» WHAT YOU NEED TO DO:
Each entry has to be printed again exactly.

» EXTRACTED ENTRIES:

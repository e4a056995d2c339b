//! The two seams the controller talks through: the map widget it draws on and
//! the host it reports to. The browser crate implements both on top of
//! Leaflet and the Qt web channel; tests use recording fakes.

use crate::error::MapError;
use crate::icon::IconSpec;
use crate::models::{Bounds, LatLng, Station};
use crate::plot::PlotSpec;
use crate::protocol::HostEvent;
use crate::state::StateFlag;

pub trait MapSurface {
    /// Whatever the surface needs to find a marker again.
    type Marker;

    /// Draw a marker with its icon, tooltip and (closed) popup.
    fn add_marker(
        &mut self,
        station: &Station,
        icon: &IconSpec,
        popup_html: &str,
    ) -> Result<Self::Marker, MapError>;

    fn remove_marker(&mut self, marker: &Self::Marker);

    /// Add or remove a state's CSS classes on the marker's icon elements.
    fn toggle_state_class(&mut self, station: &str, flag: StateFlag, on: bool)
        -> Result<(), MapError>;

    /// Fire a synthetic event on the marker so its own listeners react.
    fn fire(&mut self, marker: &Self::Marker, event: &str);

    fn set_fill(&mut self, station: &str, color: &str) -> Result<(), MapError>;

    fn fit_bounds(&mut self, bounds: Bounds);

    fn pan_to(&mut self, at: LatLng);

    fn open_popup(&mut self, marker: &Self::Marker);

    fn render_plot(&mut self, plot: &PlotSpec) -> Result<(), MapError>;
}

/// Outbound half of the bridge.
pub trait HostLink {
    fn send(&self, event: &HostEvent);
}

impl<T: HostLink + ?Sized> HostLink for std::rc::Rc<T> {
    fn send(&self, event: &HostEvent) {
        (**self).send(event)
    }
}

» TASK RESULT:
repository e4a056995d2c339b
//! The two seams the controller talks through: the map widget it draws on and
//! the host it reports to. The browser crate implements both on top of
//! Leaflet and the Qt web channel; tests use recording fakes.

use crate::error::MapError;
use crate::icon::IconSpec;
use crate::models::{Bounds, LatLng, Station};
use crate::plot::PlotSpec;
use crate::protocol::HostEvent;
use crate::state::StateFlag;

pub trait MapSurface {
    /// Whatever the surface needs to find a marker again.
    type Marker;

    /// Draw a marker with its icon, tooltip and (closed) popup.
    fn add_marker(
        &mut self,
        station: &Station,
        icon: &IconSpec,
        popup_html: &str,
    ) -> Result<Self::Marker, MapError>;

    fn remove_marker(&mut self, marker: &Self::Marker);

    /// Add or remove a state's CSS classes on the marker's icon elements.
    fn toggle_state_class(&mut self, station: &str, flag: StateFlag, on: bool)
        -> Result<(), MapError>;

    /// Fire a synthetic event on the marker so its own listeners react.
    fn fire(&mut self, marker: &Self::Marker, event: &str);

    fn set_fill(&mut self, station: &str, color: &str) -> Result<(), MapError>;

    fn fit_bounds(&mut self, bounds: Bounds);

    fn pan_to(&mut self, at: LatLng);

    fn open_popup(&mut self, marker: &Self::Marker);

    fn render_plot(&mut self, plot: &PlotSpec) -> Result<(), MapError>;
}

/// Outbound half of the bridge.
pub trait HostLink {
    fn send(&self, event: &HostEvent);
}

impl<T: HostLink + ?Sized> HostLink for std::rc::Rc<T> {
    fn send(&self, event: &HostEvent) {
        (**self).send(event)
    }
}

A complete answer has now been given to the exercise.